* Records for the task
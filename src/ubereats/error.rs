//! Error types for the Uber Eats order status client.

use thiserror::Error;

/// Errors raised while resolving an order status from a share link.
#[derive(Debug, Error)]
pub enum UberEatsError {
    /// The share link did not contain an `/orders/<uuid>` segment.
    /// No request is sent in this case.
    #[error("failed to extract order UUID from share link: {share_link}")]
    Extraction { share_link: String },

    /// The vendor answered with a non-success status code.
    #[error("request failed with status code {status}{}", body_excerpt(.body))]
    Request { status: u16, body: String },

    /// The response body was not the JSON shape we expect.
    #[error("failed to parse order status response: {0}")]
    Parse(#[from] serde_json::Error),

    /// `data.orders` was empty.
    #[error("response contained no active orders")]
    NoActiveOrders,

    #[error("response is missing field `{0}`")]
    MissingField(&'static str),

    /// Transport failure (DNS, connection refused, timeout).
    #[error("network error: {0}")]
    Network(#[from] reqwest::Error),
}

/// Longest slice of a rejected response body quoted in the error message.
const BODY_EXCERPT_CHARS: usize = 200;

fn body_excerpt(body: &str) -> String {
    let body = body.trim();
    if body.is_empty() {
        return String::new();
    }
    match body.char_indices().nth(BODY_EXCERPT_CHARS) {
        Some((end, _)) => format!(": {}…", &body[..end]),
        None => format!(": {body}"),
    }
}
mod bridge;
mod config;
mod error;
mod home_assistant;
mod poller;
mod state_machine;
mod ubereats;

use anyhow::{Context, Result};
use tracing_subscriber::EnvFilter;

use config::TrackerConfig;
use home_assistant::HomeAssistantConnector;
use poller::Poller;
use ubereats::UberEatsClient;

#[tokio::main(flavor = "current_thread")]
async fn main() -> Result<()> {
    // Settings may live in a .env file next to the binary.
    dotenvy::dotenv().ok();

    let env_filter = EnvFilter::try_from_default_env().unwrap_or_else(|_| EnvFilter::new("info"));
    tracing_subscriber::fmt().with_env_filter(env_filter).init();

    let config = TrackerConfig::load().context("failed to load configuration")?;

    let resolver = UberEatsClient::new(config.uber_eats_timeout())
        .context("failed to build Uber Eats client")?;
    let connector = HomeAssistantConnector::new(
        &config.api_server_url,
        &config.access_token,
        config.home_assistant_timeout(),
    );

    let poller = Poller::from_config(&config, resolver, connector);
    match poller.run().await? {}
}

* Work task
With the line that has "in this case." as the first and the line that has "u16, body: String" as the last, repeat exactly that run of lines above and no more.

* Answer section
    /// No request is sent in this case.
    #[error("failed to extract order UUID from share link: {share_link}")]
    Extraction { share_link: String },

    /// The vendor answered with a non-success status code.
    #[error("request failed with status code {status}{}", body_excerpt(.body))]
    Request { status: u16, body: String },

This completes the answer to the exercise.